• Brief
Scan the records for "WorkerPanicked". Show the matching lines.

Records from a data source
┏━━

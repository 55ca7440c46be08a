//! The coordinator: seeds the frontier, runs the worker pool, and shuts
//! it down once every branch has been explored.

use std::error::Error;
use std::fmt;
use std::sync::Arc;
use std::thread::{self, JoinHandle};
use std::time::Instant;

use lexgrid_core::PrefixIndex;
use lexgrid_grid::{FoundWord, Grid};

use crate::config::{ConfigError, SearchConfig};
use crate::metrics::MetricsSnapshot;
use crate::sink::{VecSink, WordSink};
use crate::step::SearchContext;
use crate::worker::{self, WorkerReport};

// ── Error types ──────────────────────────────────────────────────

/// Errors from constructing or running a [`Solver`].
#[derive(Debug, PartialEq, Eq)]
pub enum SearchError {
    /// The configuration failed validation.
    Config(ConfigError),
    /// Not a single worker thread could be spawned.
    NoWorkers,
    /// A worker thread panicked outside a search step.
    WorkerPanicked {
        /// Index of the first worker that failed to join cleanly.
        worker: usize,
    },
}

impl fmt::Display for SearchError {
    fn fmt(&self, f: &mut fmt::Formatter<'_>) -> fmt::Result {
        match self {
            Self::Config(e) => write!(f, "invalid search config: {e}"),
            Self::NoWorkers => write!(f, "no worker thread could be spawned"),
            Self::WorkerPanicked { worker } => {
                write!(f, "worker {worker} panicked")
            }
        }
    }
}

impl Error for SearchError {
    fn source(&self) -> Option<&(dyn Error + 'static)> {
        match self {
            Self::Config(e) => Some(e),
            _ => None,
        }
    }
}

impl From<ConfigError> for SearchError {
    fn from(e: ConfigError) -> Self {
        Self::Config(e)
    }
}

// ── SearchReport ─────────────────────────────────────────────────

/// Summary of one completed run.
#[derive(Clone, Copy, Debug, PartialEq, Eq)]
pub struct SearchReport {
    /// Worker threads spawned.
    pub workers: usize,
    /// Worker threads joined without panicking.
    pub workers_joined: usize,
    /// Singleton routes seeded (one per grid cell).
    pub seeded: usize,
    /// Counters accumulated during the run.
    pub metrics: MetricsSnapshot,
    /// Wall-clock time from seeding to the last join.
    pub elapsed_ms: u64,
}

impl fmt::Display for SearchReport {
    fn fmt(&self, f: &mut fmt::Formatter<'_>) -> fmt::Result {
        let m = &self.metrics;
        write!(
            f,
            "{} words found in {} ms ({} workers, {} routes expanded, {} pruned, {} failed)",
            m.words_found,
            self.elapsed_ms,
            self.workers,
            m.routes_expanded,
            m.routes_pruned,
            m.routes_failed,
        )
    }
}

// ── SolverState ──────────────────────────────────────────────────

/// Coordinator lifecycle.
///
/// ```text
/// Ready ──run()──> Seeding ──> Running ──> Draining ──> Terminated
/// ```
#[derive(Clone, Copy, Debug, PartialEq, Eq)]
pub enum SolverState {
    /// Constructed, not yet run.
    Ready,
    /// Pushing one singleton route per cell.
    Seeding,
    /// Workers are consuming the frontier.
    Running,
    /// Frontier idle; shutdown tokens sent.
    Draining,
    /// Every worker has been joined.
    Terminated,
}

// ── Solver ───────────────────────────────────────────────────────

/// Finds every dictionary word traceable on a grid, in parallel.
///
/// ```no_run
/// use std::sync::Arc;
/// use lexgrid_engine::{SearchConfig, Solver, WriterSink};
/// # fn demo(grid: lexgrid_grid::Grid, index: Arc<dyn lexgrid_core::PrefixIndex>) {
/// let mut solver = Solver::new(grid, index, SearchConfig::default()).unwrap();
/// let report = solver.run(Arc::new(WriterSink::stdout())).unwrap();
/// eprintln!("{report}");
/// # }
/// ```
pub struct Solver {
    grid: Arc<Grid>,
    index: Arc<dyn PrefixIndex>,
    config: SearchConfig,
    state: SolverState,
}

impl Solver {
    /// Validate `config` and prepare a solver. No threads are started
    /// until [`run`](Self::run).
    pub fn new(
        grid: impl Into<Arc<Grid>>,
        index: Arc<dyn PrefixIndex>,
        config: SearchConfig,
    ) -> Result<Self, SearchError> {
        config.validate()?;
        Ok(Self {
            grid: grid.into(),
            index,
            config,
            state: SolverState::Ready,
        })
    }

    /// Current lifecycle state.
    pub fn state(&self) -> SolverState {
        self.state
    }

    /// The grid this solver searches.
    pub fn grid(&self) -> &Grid {
        &self.grid
    }

    /// Search the whole grid, handing every found word to `sink` as soon
    /// as it is found. Blocks until the search is complete and every
    /// worker has exited.
    ///
    /// A solver may be run more than once; each run starts from a fresh
    /// frontier and fresh metrics.
    pub fn run(&mut self, sink: Arc<dyn WordSink>) -> Result<SearchReport, SearchError> {
        let start = Instant::now();
        let ctx = Arc::new(SearchContext::new(
            Arc::clone(&self.grid),
            Arc::clone(&self.index),
            sink,
            self.config.min_word_len,
        ));

        // Seeding happens before any worker exists, so the outstanding
        // count is already N² when the first pop can happen.
        self.transition(SolverState::Seeding);
        let seeded = ctx.seed();

        self.transition(SolverState::Running);
        let requested = self.config.resolved_worker_count();
        let handles = spawn_workers(&ctx, requested);
        if handles.is_empty() {
            self.transition(SolverState::Terminated);
            return Err(SearchError::NoWorkers);
        }
        let workers = handles.len();
        tracing::debug!(workers, seeded, "search running");

        ctx.frontier().await_idle();

        self.transition(SolverState::Draining);
        for _ in 0..workers {
            ctx.frontier().push_shutdown();
        }

        let mut workers_joined = 0;
        let mut first_panicked = None;
        for (i, handle) in handles {
            match handle.join() {
                Ok(WorkerReport { steps, failures }) => {
                    workers_joined += 1;
                    tracing::debug!(worker = i, steps, failures, "worker joined");
                }
                Err(_) => {
                    tracing::warn!(worker = i, "worker thread panicked");
                    first_panicked.get_or_insert(i);
                }
            }
        }
        self.transition(SolverState::Terminated);

        if let Some(worker) = first_panicked {
            return Err(SearchError::WorkerPanicked { worker });
        }

        let report = SearchReport {
            workers,
            workers_joined,
            seeded,
            metrics: ctx.metrics().snapshot(),
            elapsed_ms: start.elapsed().as_millis() as u64,
        };
        tracing::info!(
            words = report.metrics.words_found,
            expanded = report.metrics.routes_expanded,
            pruned = report.metrics.routes_pruned,
            failed = report.metrics.routes_failed,
            elapsed_ms = report.elapsed_ms,
            "search complete"
        );
        Ok(report)
    }

    fn transition(&mut self, next: SolverState) {
        tracing::debug!(from = ?self.state, to = ?next, "solver state");
        self.state = next;
    }
}

/// Spawn up to `count` workers. Spawn failures are logged and skipped;
/// the caller decides what to do with fewer workers than requested.
fn spawn_workers(
    ctx: &Arc<SearchContext>,
    count: usize,
) -> Vec<(usize, JoinHandle<WorkerReport>)> {
    let mut handles = Vec::with_capacity(count);
    for i in 0..count {
        let ctx = Arc::clone(ctx);
        let spawned = thread::Builder::new()
            .name(format!("lexgrid-worker-{i}"))
            .spawn(move || worker::worker_loop(ctx, i));
        match spawned {
            Ok(handle) => handles.push((i, handle)),
            Err(e) => tracing::warn!(worker = i, error = %e, "failed to spawn worker"),
        }
    }
    handles
}

/// Run a search and collect every found word.
///
/// Convenience over [`Solver`] with a [`VecSink`]. Order of the returned
/// words is unspecified.
pub fn solve(
    grid: impl Into<Arc<Grid>>,
    index: Arc<dyn PrefixIndex>,
    config: SearchConfig,
) -> Result<Vec<FoundWord>, SearchError> {
    let sink = Arc::new(VecSink::new());
    let mut solver = Solver::new(grid, index, config)?;
    solver.run(Arc::clone(&sink) as Arc<dyn WordSink>)?;
    Ok(sink.take())
}

#[cfg(test)]
mod tests {
    use super::*;

    struct Nothing;

    impl PrefixIndex for Nothing {
        fn is_prefix(&self, _: &str) -> bool {
            false
        }

        fn is_word(&self, _: &str) -> bool {
            false
        }
    }

    fn grid() -> Grid {
        Grid::parse("CA/TS").unwrap()
    }

    #[test]
    fn invalid_config_rejected_at_construction() {
        let cfg = SearchConfig {
            worker_count: Some(0),
            ..Default::default()
        };
        let err = Solver::new(grid(), Arc::new(Nothing), cfg).err();
        assert_eq!(err, Some(SearchError::Config(ConfigError::ZeroWorkers)));
    }

    #[test]
    fn state_machine_reaches_terminated() {
        let mut solver = Solver::new(grid(), Arc::new(Nothing), SearchConfig::default()).unwrap();
        assert_eq!(solver.state(), SolverState::Ready);
        let report = solver.run(Arc::new(VecSink::new())).unwrap();
        assert_eq!(solver.state(), SolverState::Terminated);
        assert_eq!(report.seeded, 4);
        assert_eq!(report.workers, report.workers_joined);
        assert_eq!(report.metrics.routes_pruned, 4);
        assert_eq!(report.metrics.words_found, 0);
    }

    #[test]
    fn solver_can_run_twice() {
        let cfg = SearchConfig {
            worker_count: Some(2),
            ..Default::default()
        };
        let mut solver = Solver::new(grid(), Arc::new(Nothing), cfg).unwrap();
        let a = solver.run(Arc::new(VecSink::new())).unwrap();
        let b = solver.run(Arc::new(VecSink::new())).unwrap();
        assert_eq!(a.metrics.routes_processed(), b.metrics.routes_processed());
        assert_eq!(b.workers, 2);
    }

    #[test]
    fn search_error_display_and_source() {
        let e = SearchError::from(ConfigError::ZeroMinWordLen);
        assert!(e.to_string().contains("min_word_len"));
        assert!(e.source().is_some());
        assert!(SearchError::NoWorkers.source().is_none());
        assert_eq!(
            SearchError::WorkerPanicked { worker: 2 }.to_string(),
            "worker 2 panicked"
        );
    }

    #[test]
    fn report_display_summarizes() {
        let report = SearchReport {
            workers: 4,
            workers_joined: 4,
            seeded: 16,
            metrics: MetricsSnapshot {
                words_found: 3,
                routes_expanded: 10,
                routes_pruned: 20,
                ..Default::default()
            },
            elapsed_ms: 5,
        };
        assert_eq!(
            report.to_string(),
            "3 words found in 5 ms (4 workers, 10 routes expanded, 20 pruned, 0 failed)"
        );
    }
}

┗━━

• Result of the task
    WorkerPanicked {
            Self::WorkerPanicked { worker } => {
            return Err(SearchError::WorkerPanicked { worker });
            SearchError::WorkerPanicked { worker: 2 }.to_string(),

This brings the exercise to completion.